A group of major oil companies led by BP PLC will drill at least five appraisal wells over 2 years toward a possible third phase of development of giant Clair oil and gas field in the West of Shetlands area offshore the UK.
Depending on results, the well count might reach 8-12. Drilling of the first well has begun.
BP said program goals are to increase certainty about overall reservoir volumes, including distribution and fluid characteristics; to evaluate technologies to improve recovery from the greater Clair area; and to test the possibility of new stand-alone developments and linkages to Clair Ridge, the planned second stage of development.
Clair field, discovered in 1977 and on production since February 2005, covers 220 sq km about 745 km west of the Shetland Islands. Water depth is about 140 m.
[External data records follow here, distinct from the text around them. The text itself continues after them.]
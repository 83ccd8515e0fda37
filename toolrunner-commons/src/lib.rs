//! Shared ambient stack for the toolrunner workspace: error taxonomy,
//! layered configuration, and tracing initialization.

pub mod config;
pub mod errors;
pub mod telemetry;

pub use config::RuntimeConfig;
pub use errors::{ErrorType, RuntimeError};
The field is estimated to hold 8 billion boe in place in a complex, fractured reservoir.
According to the UK government, average Clair production last year was 17,707 b/d of oil and 6 MMcfd of natural gas. Clair oil production peaked in 2009 at about 51,000 b/d.
The field produces through a fixed steel-jacket platform with topsides production and process facilities. Oil and gas flow by pipeline to the Sullom Voe terminal.
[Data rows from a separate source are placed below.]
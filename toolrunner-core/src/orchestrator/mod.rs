//! Priority-scheduling orchestrator.
//!
//! Generalizes the reference agent's `AsyncToolPipeline` (semaphore-gated
//! batch dispatch loop, `lru`-backed metrics) from a flat FIFO queue into a
//! priority-ordered one: a `BinaryHeap` keyed by `(priority desc,
//! submission order asc)`, drained on a short dispatch tick, with each
//! dispatched task spawned under a capacity-`N` semaphore exactly as
//! `AsyncToolPipeline::process_batch` spawns one task per request.

use serde_json::Value;
use std::cmp::Ordering;
use std::collections::{BinaryHeap, HashMap};
use std::sync::atomic::{AtomicBool, AtomicU64, Ordering as AtomicOrdering};
use std::sync::Arc;
use std::time::Duration;

use tokio::sync::{oneshot, Notify, RwLock as AsyncRwLock, Semaphore};
use tokio::time::timeout as tokio_timeout;
use tracing::{debug, warn};

use crate::registry::ToolRegistry;
use crate::types::{Priority, TaskId, ToolInvocation, ToolResult};
use toolrunner_commons::ErrorType;
use toolrunner_exec::ProcessManager;

const DISPATCH_TICK: Duration = Duration::from_millis(10);

#[derive(Debug, Default, Clone)]
pub struct OrchestratorMetrics {
    pub submitted: u64,
    pub completed_success: u64,
    pub completed_failure: u64,
    pub cancelled: u64,
    pub in_flight: u64,
    pub queue_depth_by_band: HashMap<Priority, u64>,
}

struct QueuedTask {
    invocation: ToolInvocation,
}

impl PartialEq for QueuedTask {
    fn eq(&self, other: &Self) -> bool {
        self.invocation.priority == other.invocation.priority
            && self.invocation.submitted_at_ms == other.invocation.submitted_at_ms
    }
}
impl Eq for QueuedTask {}

impl PartialOrd for QueuedTask {
    fn partial_cmp(&self, other: &Self) -> Option<Ordering> {
        Some(self.cmp(other))
    }
}

impl Ord for QueuedTask {
    /// `BinaryHeap` is a max-heap: higher priority compares greater, and
    /// within equal priority the *earlier* submission compares greater so
    /// FIFO ordering is preserved within a band.
    fn cmp(&self, other: &Self) -> Ordering {
        self.invocation
            .priority
            .cmp(&other.invocation.priority)
            .then_with(|| other.invocation.submitted_at_ms.cmp(&self.invocation.submitted_at_ms))
    }
}

enum TaskSlot {
    Waiting(Vec<oneshot::Sender<ToolResult>>),
    Ready(ToolResult),
}

struct Inner {
    registry: Arc<ToolRegistry>,
    process_manager: Arc<ProcessManager>,
    queue: parking_lot::Mutex<BinaryHeap<QueuedTask>>,
    in_flight: AsyncRwLock<HashMap<TaskId, TaskSlot>>,
    semaphore: Arc<Semaphore>,
    next_task_id: AtomicU64,
    metrics: parking_lot::Mutex<OrchestratorMetrics>,
    shutdown: Arc<AtomicBool>,
    wake: Notify,
}

/// Owns its task queue, in-flight map, and a [`ProcessManager`] — never a
/// process-wide singleton, so tests can construct as many independent
/// orchestrators as they need.
#[derive(Clone)]
pub struct Orchestrator {
    inner: Arc<Inner>,
}

impl Orchestrator {
    pub fn new(registry: Arc<ToolRegistry>, concurrency: usize) -> Self {
        let concurrency = concurrency.max(1);
        Self {
            inner: Arc::new(Inner {
                registry,
                process_manager: Arc::new(ProcessManager::new()),
                queue: parking_lot::Mutex::new(BinaryHeap::new()),
                in_flight: AsyncRwLock::new(HashMap::new()),
                semaphore: Arc::new(Semaphore::new(concurrency)),
                next_task_id: AtomicU64::new(1),
                metrics: parking_lot::Mutex::new(OrchestratorMetrics::default()),
                shutdown: Arc::new(AtomicBool::new(false)),
                wake: Notify::new(),
            }),
        }
    }

    pub fn process_manager(&self) -> Arc<ProcessManager> {
        self.inner.process_manager.clone()
    }

    /// Spawns the dispatch loop. Safe to call once per orchestrator
    /// instance.
    pub fn start(&self) {
        let inner = self.inner.clone();
        tokio::spawn(async move { dispatch_loop(inner).await });
    }

    pub fn submit(&self, tool_name: &str, args: Value, priority: Priority, timeout_ms: Option<u64>) -> TaskId {
        let task_id = self.inner.next_task_id.fetch_add(1, AtomicOrdering::SeqCst);
        let invocation = ToolInvocation {
            tool_name: tool_name.to_string(),
            args,
            priority,
            task_id,
            submitted_at_ms: ToolInvocation::now_ms(),
            timeout_ms,
        };

        {
            let mut metrics = self.inner.metrics.lock();
            metrics.submitted += 1;
            *metrics.queue_depth_by_band.entry(priority).or_insert(0) += 1;
        }

        self.inner.queue.lock().push(QueuedTask { invocation });
        self.inner.wake.notify_one();
        task_id
    }

    /// Blocks until `task_id`'s result is published or `timeout` elapses.
    pub async fn result(&self, task_id: TaskId, wait: Duration) -> Option<ToolResult> {
        let rx = {
            let mut in_flight = self.inner.in_flight.write().await;
            match in_flight.get_mut(&task_id) {
                Some(TaskSlot::Ready(result)) => return Some(result.clone()),
                Some(TaskSlot::Waiting(waiters)) => {
                    let (tx, rx) = oneshot::channel();
                    waiters.push(tx);
                    rx
                }
                None => {
                    let (tx, rx) = oneshot::channel();
                    in_flight.insert(task_id, TaskSlot::Waiting(vec![tx]));
                    rx
                }
            }
        };
        tokio_timeout(wait, rx).await.ok()?.ok()
    }

    pub fn metrics(&self) -> OrchestratorMetrics {
        self.inner.metrics.lock().clone()
    }

    /// Drains the queue (remaining tasks complete with a cancellation
    /// result), signals the dispatch loop to stop after its current batch,
    /// and terminates every live process.
    pub async fn stop(&self) {
        self.inner.shutdown.store(true, AtomicOrdering::SeqCst);
        self.inner.wake.notify_one();

        let leftover: Vec<QueuedTask> = {
            let mut q = self.inner.queue.lock();
            std::mem::take(&mut *q).into_sorted_vec()
        };
        for task in leftover {
            let result = ToolResult::failure(
                task.invocation.tool_name.clone(),
                "cancelled: orchestrator stopped",
                ErrorType::Internal,
            );
            publish(&self.inner, task.invocation.task_id, result).await;
            self.inner.metrics.lock().cancelled += 1;
        }

        self.inner.process_manager.cleanup_all().await;
    }
}

async fn dispatch_loop(inner: Arc<Inner>) {
    loop {
        if inner.shutdown.load(AtomicOrdering::SeqCst) {
            return;
        }

        let permit = match inner.semaphore.clone().try_acquire_owned() {
            Ok(permit) => permit,
            Err(_) => {
                tokio::time::sleep(DISPATCH_TICK).await;
                continue;
            }
        };

        let task = inner.queue.lock().pop();
        let Some(task) = task else {
            drop(permit);
            tokio::select! {
                _ = inner.wake.notified() => {}
                _ = tokio::time::sleep(DISPATCH_TICK) => {}
            }
            continue;
        };

        {
            let mut metrics = inner.metrics.lock();
            if let Some(depth) = metrics.queue_depth_by_band.get_mut(&task.invocation.priority) {
                *depth = depth.saturating_sub(1);
            }
            metrics.in_flight += 1;
        }

        let inner2 = inner.clone();
        tokio::spawn(async move {
            let _permit = permit;
            let result = execute(&inner2, &task.invocation).await;
            {
                let mut metrics = inner2.metrics.lock();
                metrics.in_flight = metrics.in_flight.saturating_sub(1);
                if result.success {
                    metrics.completed_success += 1;
                } else {
                    metrics.completed_failure += 1;
                }
            }
            publish(&inner2, task.invocation.task_id, result).await;
        });
    }
}

async fn execute(inner: &Arc<Inner>, invocation: &ToolInvocation) -> ToolResult {
    if let Err(err) = inner.registry.validate(&invocation.tool_name, &invocation.args) {
        return ToolResult::failure(invocation.tool_name.clone(), err.to_string(), err.error_type());
    }

    let Some(tool) = inner.registry.lookup(&invocation.tool_name) else {
        return ToolResult::failure(
            invocation.tool_name.clone(),
            format!("tool `{}` not found", invocation.tool_name),
            ErrorType::Validation,
        );
    };

    let future = tool.execute(invocation.args.clone());
    let outcome = match invocation.timeout_ms {
        Some(ms) => tokio_timeout(Duration::from_millis(ms), future).await,
        None => Ok(future.await),
    };

    match outcome {
        Ok(Ok(result)) => result,
        Ok(Err(err)) => ToolResult::failure(invocation.tool_name.clone(), err.to_string(), ErrorType::Internal),
        Err(_) => {
            warn!(tool = %invocation.tool_name, task_id = invocation.task_id, "tool invocation timed out");
            ToolResult::failure(invocation.tool_name.clone(), "operation timed out", ErrorType::Timeout)
        }
    }
}

async fn publish(inner: &Arc<Inner>, task_id: TaskId, result: ToolResult) {
    let mut in_flight = inner.in_flight.write().await;
    match in_flight.insert(task_id, TaskSlot::Ready(result.clone())) {
        Some(TaskSlot::Waiting(waiters)) => {
            for tx in waiters {
                let _ = tx.send(result.clone());
            }
        }
        _ => {
            debug!(task_id, "published result with no prior waiters");
        }
    }
}

#[cfg(test)]
mod tests {
    use super::*;
    use crate::registry::Tool;
    use crate::types::{ParamType, ParameterSpec, ToolDefinition};
    use async_trait::async_trait;

    struct RecordingTool {
        def: ToolDefinition,
        order: Arc<parking_lot::Mutex<Vec<String>>>,
    }

    #[async_trait]
    impl Tool for RecordingTool {
        fn definition(&self) -> &ToolDefinition {
            &self.def
        }

        async fn execute(&self, args: Value) -> anyhow::Result<ToolResult> {
            let label = args.get("label").and_then(|v| v.as_str()).unwrap_or("?").to_string();
            self.order.lock().push(label.clone());
            Ok(ToolResult::success(self.def.name.clone(), label))
        }
    }

    fn def(name: &str) -> ToolDefinition {
        ToolDefinition {
            name: name.into(),
            description: "test".into(),
            category: "test".into(),
            parameters: vec![ParameterSpec {
                name: "label".into(),
                param_type: ParamType::String,
                description: "label".into(),
                required: false,
                default: None,
            }],
        }
    }

    #[tokio::test]
    async fn higher_priority_dispatched_before_lower_with_concurrency_one() {
        let order = Arc::new(parking_lot::Mutex::new(Vec::new()));
        let registry = Arc::new(ToolRegistry::new());
        registry.register(Arc::new(RecordingTool { def: def("record"), order: order.clone() }));

        let orchestrator = Orchestrator::new(registry, 1);

        // Submit a low-priority task first, then immediately enqueue a
        // critical one, before starting the dispatcher: the scheduler must
        // still dispatch the critical task first since no worker has woken
        // yet.
        let low = orchestrator.submit("record", serde_json::json!({"label": "low"}), Priority::Background, None);
        let high = orchestrator.submit("record", serde_json::json!({"label": "high"}), Priority::Critical, None);

        orchestrator.start();

        let _ = orchestrator.result(high, Duration::from_secs(2)).await;
        let _ = orchestrator.result(low, Duration::from_secs(2)).await;

        let seen = order.lock().clone();
        assert_eq!(seen, vec!["high".to_string(), "low".to_string()]);
    }

    #[tokio::test]
    async fn unknown_tool_fails_validation_without_panicking() {
        let registry = Arc::new(ToolRegistry::new());
        let orchestrator = Orchestrator::new(registry, 2);
        orchestrator.start();

        let id = orchestrator.submit("nope", serde_json::json!({}), Priority::Normal, None);
        let result = orchestrator.result(id, Duration::from_secs(2)).await.unwrap();
        assert!(!result.success);
        assert_eq!(result.error_type(), Some(ErrorType::Validation));
    }

    #[tokio::test]
    async fn metrics_track_submitted_and_completed() {
        let registry = Arc::new(ToolRegistry::new());
        registry.register(Arc::new(RecordingTool {
            def: def("record"),
            order: Arc::new(parking_lot::Mutex::new(Vec::new())),
        }));
        let orchestrator = Orchestrator::new(registry, 2);
        orchestrator.start();

        let id = orchestrator.submit("record", serde_json::json!({"label": "x"}), Priority::Normal, None);
        let _ = orchestrator.result(id, Duration::from_secs(2)).await;

        let metrics = orchestrator.metrics();
        assert_eq!(metrics.submitted, 1);
        assert_eq!(metrics.completed_success, 1);
    }
}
The Clair Ridge development, in the northern part of the field, is to begin production in 2016 via two bridge-linked platforms to be installed in 2015. Peak production from Clair Ridge, which is to represent a hub for future expansion, is expected to be as high as 120,000 b/d (OGJ Online, Oct. 13, 2011).
Clair interests are BP Exploration Operating Co. 27.6215% and BP affiliate Britoil Ltd. 0.98%, ConocoPhillips (UK) Sigma Ltd. 24.0029%; Chevron North Sea Ltd. 19.4225%, Enterprise Oil Ltd. (Shell) 18.6831%, and Shell Clair UK Ltd. 9.29%.